Benny “Natural” Notorangelo
Benny Notorangelo has created murals throughout Rhode Island for more than 20 years. He grew up watching his father sketch portraits of his sisters, and easily picked up the craft himself. A multimedia artist who goes by “Natural,” Notorangelo has most recently focused on spray paint, with which he has done large-scale murals that depict imaginary worlds or fanciful animals, with a special emphasis on those creatures from the sea.
On Saturday, he hand-drew a beta fish to illustrate how he perceives people: trapped in a bowl, but continuing to fight through.
“They are more free than they think,” he said.
Lara Henderson, who teaches graphic design at the University of Massachusetts Dartmouth, has been wearing the same diamond ring that once belonged to her grandmother every day since her 21st birthday. It’s a family heirloom that’s been passed down from one generation to the next, and Henderson has worked for years to mimic the experience of looking into a diamond, wherefacets catch and refract rainbow-colored light.
The diamonds, first sketched with a pencil using a projector screen at night before spray painted with color during the day, shine in the sunlight and glow in the dark on Westminster Street.

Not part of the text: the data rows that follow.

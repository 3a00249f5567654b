//! Tools API client: package management and feedback.

use crate::account::AccountSession;
use crate::error::ClientResult;
use crate::models::{AssessmentSettings, Feedback, FeedbackReceipt, PackageInfo};
use crate::options::ClientOptions;
use qti_auth::AuthProvider;
use qti_http::{ApiRequest, AuthenticatedClient, MultipartPart};
use qti_storage::StorageKeys;
use std::ops::Deref;
use std::sync::Arc;
use std::time::Duration;
use tracing::info;

/// Uploads and settings changes may trigger package reprocessing.
const LONG_REQUEST_TIMEOUT: Duration = Duration::from_secs(60);
const FEEDBACK_TIMEOUT: Duration = Duration::from_secs(30);

#[derive(Debug, Clone)]
pub struct ToolsClient {
    account: AccountSession,
}

impl Deref for ToolsClient {
    type Target = AccountSession;

    fn deref(&self) -> &AccountSession {
        &self.account
    }
}

impl ToolsClient {
    pub fn new(options: &ClientOptions, provider: Arc<dyn AuthProvider>) -> ClientResult<Self> {
        Ok(Self {
            account: AccountSession::open(options, StorageKeys::TOOLS, provider)?,
        })
    }

    fn http(&self) -> &AuthenticatedClient {
        self.account.client()
    }

    /// Upload a QTI package archive.
    pub async fn upload_package(&self, file_name: &str, data: Vec<u8>) -> ClientResult<PackageInfo> {
        let size = data.len();
        let request = ApiRequest::post("/upload")
            .multipart(vec![
                MultipartPart::file("file", file_name, data).with_content_type("application/zip")
            ])
            .timeout(LONG_REQUEST_TIMEOUT);
        let package: PackageInfo = self.http().execute_json(request).await?;
        info!(package_id = %package.id, file_name, size, "Package uploaded");
        Ok(package)
    }

    pub async fn get_packages(&self) -> ClientResult<Vec<PackageInfo>> {
        let packages: Option<Vec<PackageInfo>> =
            self.http().execute_json(ApiRequest::get("/packages")).await?;
        Ok(packages.unwrap_or_default())
    }

    pub async fn get_package_info(&self, package_id: &str) -> ClientResult<PackageInfo> {
        Ok(self
            .http()
            .execute_json(ApiRequest::get(format!("/package/{package_id}")))
            .await?)
    }

    pub async fn delete_package(&self, package_id: &str) -> ClientResult<()> {
        self.http()
            .execute_unit(ApiRequest::delete(format!("/package/{package_id}")))
            .await?;
        info!(package_id, "Package deleted");
        Ok(())
    }

    pub async fn update_assessment_settings(
        &self,
        assessment_id: &str,
        settings: &AssessmentSettings,
    ) -> ClientResult<()> {
        let request = ApiRequest::post(format!("/assessment/{assessment_id}/settings"))
            .json(settings)?
            .timeout(LONG_REQUEST_TIMEOUT);
        Ok(self.http().execute_unit(request).await?)
    }

    /// Send a feedback report, optionally with a PNG screenshot.
    pub async fn submit_feedback(
        &self,
        feedback: &Feedback,
        screenshot: Option<Vec<u8>>,
    ) -> ClientResult<FeedbackReceipt> {
        let mut parts = vec![
            MultipartPart::text("type", feedback.kind.as_str()),
            MultipartPart::text("description", feedback.description.as_str()),
            MultipartPart::text("feedbackId", feedback.feedback_id.as_str()),
        ];
        if let Some(email) = feedback.email.as_deref().filter(|e| !e.is_empty()) {
            parts.push(MultipartPart::text("email", email));
        }
        if let Some(page_url) = feedback.page_url.as_deref().filter(|u| !u.is_empty()) {
            parts.push(MultipartPart::text("pageUrl", page_url));
        }
        if let Some(data) = screenshot {
            parts.push(
                MultipartPart::file("screenshot", "screenshot.png", data)
                    .with_content_type("image/png"),
            );
        }

        let request = ApiRequest::post("/feedback")
            .multipart(parts)
            .timeout(FEEDBACK_TIMEOUT);
        let receipt: Option<FeedbackReceipt> = self.http().execute_json(request).await?;
        info!(feedback_id = %feedback.feedback_id, kind = %feedback.kind, "Feedback submitted");
        Ok(receipt.unwrap_or_default())
    }
}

The same week that supporters of the Black Lives Matter movement hosted a peaceful rally in Providence last summer, a mob scene also broke out. People broke into the Providence Place Mall, looted stores, smashed windows of businesses downtown, threw rocks at police officers, and even set a cruiser on fire. Arthur Cayo, who lives in the Olneyville section of Providence, started painting heart murals on boarded up store fronts.
“It’s a universal message of peace,” Cayo told the Globe recently. “How could someone smash into a business that has hearts all over it? With so much destruction, Providence needed love.”
Cayo, whose parents moved to the U.S. from Haiti in the 1960s, said while some artists look to make political statements in their designs, he looks to unite people. On one side of his utility box, he painted two boxers hugging after a match, with the word “Love” spray-painted in lilac. On the other side, he positioned a skateboarder doing a trick up the side of Providence’s Superman building, which has been vacant for years and is only a few blocks from his utility box.
And on the top, which can only be seen from high up in a building above or by standing on a chair, he wrote, “Black Lives Matter.”
University of Rhode Island sophomore Keira Gonsalves has incorporated pencil, charcoal, and acrylic paint into her work for nearly a decade, with much of her art crossing the bridge between pain and healing, the juxtaposition between the two, and “the reality of transformation.”
“We all have the ability and the tools within us to build and sustain our vision,” said Gonsalvez, who lives in Narragansett. “I really wanted to capture the feeling of empowerment that comes with this realization, especially after one has just finished being subject to this experience of growth and change themselves.”
Spring is the most powerful season, according to Sara Breslin. It is the bridge between darkness and light, arriving to pull society “from the darkness of winter” with warmth, bringing “life back into our lives.”
Breslin visualized the Pagan holiday Ostara, which celebrates the Spring Equinox. In the center of the mural is the Anglo Saxon goddess of Spring, Estara, for which Ostara is named, Breslin said.
“After more than a year of change, darkness, dread, and death, I welcome and am inspired by the power of Spring,” said Breslin, who said she hopes her design brings hope to those who pass by. “To embrace change, give new beginnings, and help us all to find the strength to rise up.”